Macleans was introduced by New Zealand-born businessman Alexander Campbell Maclean in 1919 during the post-First World War era of consumerism in Great Britain under the family business name of Macleans Limited and Beecham (now GlaxoSmithKline), whose roots originate to the 19th century.

Maclean moved to Australia after the gold rush, then moved to the United States in the early 1920s to become a corset salesman, before launching his own brand for chemists, where he invented a tube printing operation that allowed different chemists' names to be printed on own name toothpastes in small batches.

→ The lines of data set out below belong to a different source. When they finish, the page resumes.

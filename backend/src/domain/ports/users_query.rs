//! Driving port for identity lookups and the admin user listing.

use async_trait::async_trait;

use crate::domain::error::Error;
use crate::domain::user::{User, UserId};

/// Domain use-case port for reading user records.
#[cfg_attr(test, mockall::automock)]
#[async_trait]
pub trait UsersQuery: Send + Sync {
    /// Resolve a session subject into a full user record.
    async fn find_by_id(&self, id: UserId) -> Result<Option<User>, Error>;

    /// Return every registered user for the admin dashboard.
    async fn list_all(&self) -> Result<Vec<User>, Error>;
}
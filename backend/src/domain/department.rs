//! Department registry types and the fixed municipal seed list.

use std::fmt;

use serde::{Deserialize, Serialize};
use utoipa::ToSchema;

/// Stable department identifier assigned by the relational store.
#[derive(Debug, Clone, Copy, PartialEq, Eq, Hash, Serialize, Deserialize, ToSchema)]
#[serde(transparent)]
pub struct DepartmentId(i32);

impl DepartmentId {
    /// Wrap a store-assigned identifier.
    pub const fn new(id: i32) -> Self {
        Self(id)
    }

    /// Raw identifier value.
    pub const fn get(self) -> i32 {
        self.0
    }
}

impl fmt::Display for DepartmentId {
    fn fmt(&self, f: &mut fmt::Formatter<'_>) -> fmt::Result {
        write!(f, "{}", self.0)
    }
}

impl From<i32> for DepartmentId {
    fn from(value: i32) -> Self {
        Self(value)
    }
}

/// Organizational unit complaints are triaged into.
///
/// ## Invariants
/// - `name` is unique in the store.
#[derive(Debug, Clone, PartialEq, Eq, Serialize, Deserialize, ToSchema)]
#[serde(rename_all = "camelCase")]
#[serde(from = "DepartmentDto", into = "DepartmentDto")]
pub struct Department {
    #[schema(value_type = i32, example = 3)]
    id: DepartmentId,
    #[schema(example = "Departamento de Vialidad")]
    name: String,
    description: Option<String>,
}

impl Department {
    /// Build a department from store-validated components.
    pub const fn new(id: DepartmentId, name: String, description: Option<String>) -> Self {
        Self {
            id,
            name,
            description,
        }
    }

    /// Stable department identifier.
    pub const fn id(&self) -> DepartmentId {
        self.id
    }

    /// Unique department name.
    pub fn name(&self) -> &str {
        self.name.as_str()
    }

    /// Free-text description shown to citizens.
    pub fn description(&self) -> Option<&str> {
        self.description.as_deref()
    }
}

#[derive(Debug, Clone, Serialize, Deserialize)]
#[serde(rename_all = "camelCase")]
struct DepartmentDto {
    id: i32,
    name: String,
    description: Option<String>,
}

impl From<Department> for DepartmentDto {
    fn from(value: Department) -> Self {
        Self {
            id: value.id.get(),
            name: value.name,
            description: value.description,
        }
    }
}

impl From<DepartmentDto> for Department {
    fn from(value: DepartmentDto) -> Self {
        Self {
            id: DepartmentId::new(value.id),
            name: value.name,
            description: value.description,
        }
    }
}

/// Department awaiting insertion; identifiers come from the store.
#[derive(Debug, Clone, PartialEq, Eq)]
pub struct NewDepartment {
    /// Unique department name.
    pub name: String,
    /// Free-text description shown to citizens.
    pub description: Option<String>,
}

/// Fixed municipal organizational units inserted once at startup.
///
/// Order matters: the registry seeds these in source order so identifiers are
/// stable across fresh deployments.
pub const DEFAULT_DEPARTMENTS: [(&str, &str); 6] = [
    ("Departamento de Vialidad", "Gestión de infraestructura vial"),
    ("Departamento de Educación", "Gestión educativa municipal"),
    (
        "Departamento de Obras Públicas",
        "Gestión de obras municipales",
    ),
    ("Departamento de Seguridad", "Gestión de seguridad ciudadana"),
    ("Departamento de Salud", "Gestión de salud municipal"),
    (
        "Departamento de Desarrollo Social",
        "Gestión de programas sociales",
    ),
];

#[cfg(test)]
mod tests {
    use super::*;

    #[test]
    fn seed_list_has_six_unique_names() {
        let mut names: Vec<&str> = DEFAULT_DEPARTMENTS.iter().map(|(name, _)| *name).collect();
        names.sort_unstable();
        names.dedup();
        assert_eq!(names.len(), 6);
    }

    #[test]
    fn department_serializes_camel_case() {
        let department = Department::new(
            DepartmentId::new(3),
            "Departamento de Salud".to_owned(),
            Some("Gestión de salud municipal".to_owned()),
        );
        let value = serde_json::to_value(department).expect("serialize department");
        assert_eq!(value["id"], 3);
        assert_eq!(value["name"], "Departamento de Salud");
        assert_eq!(value["description"], "Gestión de salud municipal");
    }
}
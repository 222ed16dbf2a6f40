//! OpenAPI documentation configuration.
//!
//! Defines the [`ApiDoc`] struct generating the OpenAPI specification for
//! the REST API: every HTTP endpoint, the domain schemas they exchange, and
//! the session-cookie security scheme. Swagger UI serves the document in
//! debug builds.

use utoipa::openapi::security::{ApiKey, ApiKeyValue, SecurityScheme};
use utoipa::{Modify, OpenApi};

use crate::domain::{Complaint, ComplaintKind, ComplaintStatus, Department, Error, ErrorCode, User};
use crate::inbound::http::admin::{
    AssignDepartmentRequest, RoleUpdateRequest, StatusUpdateRequest,
};
use crate::inbound::http::auth::{LoginRequest, RegisterRequest};
use crate::inbound::http::complaints::SubmitComplaintRequest;
use crate::inbound::http::department::DeskStatusRequest;

/// Enrich the generated document with the session cookie security scheme.
struct SecurityAddon;

impl Modify for SecurityAddon {
    fn modify(&self, openapi: &mut utoipa::openapi::OpenApi) {
        let components = openapi
            .components
            .get_or_insert_with(utoipa::openapi::Components::default);

        components.add_security_scheme(
            "SessionCookie",
            SecurityScheme::ApiKey(ApiKey::Cookie(ApiKeyValue::with_description(
                "session",
                "Session cookie issued by POST /api/login or POST /api/register.",
            ))),
        );
    }
}

/// OpenAPI document for the complaint-portal REST API.
#[derive(OpenApi)]
#[openapi(
    modifiers(&SecurityAddon),
    info(
        title = "Municipal complaint portal API",
        description = "Citizen complaint intake and role-gated triage over session-cookie authentication."
    ),
    servers(
        (url = "/", description = "Relative to the deployment base URL")
    ),
    security(("SessionCookie" = [])),
    paths(
        crate::inbound::http::auth::register,
        crate::inbound::http::auth::login,
        crate::inbound::http::auth::logout,
        crate::inbound::http::auth::current_user,
        crate::inbound::http::complaints::submit_complaint,
        crate::inbound::http::complaints::list_own_complaints,
        crate::inbound::http::departments::list_departments,
        crate::inbound::http::admin::list_users,
        crate::inbound::http::admin::list_all_complaints,
        crate::inbound::http::admin::set_complaint_status,
        crate::inbound::http::admin::assign_complaint_department,
        crate::inbound::http::admin::set_user_role,
        crate::inbound::http::department::list_department_complaints,
        crate::inbound::http::department::set_department_complaint_status,
        crate::inbound::http::health::ready,
        crate::inbound::http::health::live,
    ),
    components(schemas(
        User,
        Department,
        Complaint,
        ComplaintKind,
        ComplaintStatus,
        Error,
        ErrorCode,
        RegisterRequest,
        LoginRequest,
        SubmitComplaintRequest,
        StatusUpdateRequest,
        AssignDepartmentRequest,
        RoleUpdateRequest,
        DeskStatusRequest,
    ))
)]
pub struct ApiDoc;
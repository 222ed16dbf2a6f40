//! Domain primitives, services, and ports.
//!
//! Purpose: strongly typed entities for users, departments, and complaints,
//! the authorization gate, and the ticket lifecycle controller. Inbound and
//! outbound adapters depend on this module; it depends on nothing but the
//! trace middleware for error correlation.

pub mod account;
pub mod auth;
pub mod authz;
pub mod complaint;
pub mod department;
pub mod directory;
pub mod error;
pub mod ports;
pub mod registry;
pub mod triage;
pub mod user;

pub use self::account::AccountServiceImpl;
pub use self::auth::{LoginCredentials, LoginValidationError};
pub use self::complaint::{
    Complaint, ComplaintId, ComplaintKind, ComplaintStatus, ComplaintValidationError,
    DESCRIPTION_MIN, DeskStatus, NewComplaint,
};
pub use self::department::{DEFAULT_DEPARTMENTS, Department, DepartmentId, NewDepartment};
pub use self::directory::UserDirectory;
pub use self::error::{Error, ErrorCode, TRACE_ID_HEADER};
pub use self::registry::{DepartmentRegistry, SeedOutcome};
pub use self::triage::TriageService;
pub use self::user::{
    FULL_NAME_MIN, NewUser, PASSWORD_MIN, RegistrationValidationError, RoleAssignment,
    RoleAssignmentError, Roles, User, UserId,
};

/// Convenient API result alias.
pub type ApiResult<T> = Result<T, Error>;
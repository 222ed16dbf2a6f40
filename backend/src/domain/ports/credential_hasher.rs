//! Port abstracting the password-hashing scheme away from the domain.

/// Failure raised by the hashing backend.
#[derive(Debug, Clone, PartialEq, Eq, thiserror::Error)]
#[error("credential hashing failed: {message}")]
pub struct CredentialHashError {
    /// Underlying failure description.
    pub message: String,
}

impl CredentialHashError {
    /// Create an error with the given message.
    pub fn new(message: impl Into<String>) -> Self {
        Self {
            message: message.into(),
        }
    }
}

/// Hashing and verification of login passwords.
///
/// Implementations produce self-describing PHC strings so the scheme and its
/// parameters can evolve without a data migration.
pub trait CredentialHasher: Send + Sync {
    /// Hash a plaintext password into a PHC string.
    fn hash(&self, password: &str) -> Result<String, CredentialHashError>;

    /// Verify a plaintext password against a stored PHC string.
    ///
    /// Returns `Ok(false)` for a well-formed hash that does not match;
    /// errors are reserved for malformed hashes or backend failures.
    fn verify(&self, password: &str, stored_hash: &str) -> Result<bool, CredentialHashError>;
}
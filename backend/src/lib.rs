//! Municipal complaint portal backend library modules.
//!
//! Citizens file complaints, administrators and department heads triage them
//! through role-gated endpoints. The crate is organised hexagonally: the
//! domain owns entities, the authorization gate, and the lifecycle
//! controller; inbound adapters map HTTP onto it; outbound adapters persist
//! through Diesel/PostgreSQL and hash credentials with Argon2id.

pub mod doc;
pub mod domain;
pub mod inbound;
pub mod middleware;
pub mod outbound;
pub mod seeding;
#[cfg(any(test, feature = "test-support"))]
pub mod test_support;

/// Public OpenAPI surface used by Swagger UI and tooling.
pub use doc::ApiDoc;
/// Request tracing middleware applied to every route.
pub use middleware::trace::Trace;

In 1923, Maclean hired a flight chemist Walter McGeorge who helped the company developed a range of merchandise and set the foundation for Macleans' transition into scientific medicine. In 1927, Macleans Peroxide Toothpaste, a pink formula, was one of the first whitening products introduced to the British oral care market, which proved to be extremely popular among consumerists, where a white variety was later launched.

===Popularity===
The Macleans company scored a major takeover after Woolworths stocked it in the early 1930s (as the company only sold Colgate toothpaste previously). In 1938, Macleans was purchased by Beecham Group. In 1987, GlaxoSmithKline introduced an antibacterial agent into the Macleans toothpaste, being the first to do so. In 1995, the brand launched a Whitening variety, the first mainstream toothpaste to whiten teeth. The brand was also the first to introduce bicarbonate of soda in its toothpaste products. In 1997, the brand launched a Macleans toothbrush, which has over 1800 bristles. Macleans has over 40 years of heritage in Nigeria.

==Products==
Containing fluoride, Macleans toothpaste is available in various types: Fresh Mint, White & Shine and Whitening. There are also other variants such as Macleans Whitening, Macleans Ice Whitening Gel and Milk Teeth (for children). The 'white' varieties feature whitening microparticles that break up stains. Natural ingredients in the product include, eucalyptus, sage, and peppermint oil, with antibacterial and antiseptic cleansing agents. Maclean's earliest cleaning materials used in their products were crushed bone, egg shell and crushed oyster shell. Charles III had used and promoted the 'Fresh Mint' variety.

Aquafresh, a toothpaste product with the same logo, was introduced in the US and the UK in 1979 by GlaxoSmithKline.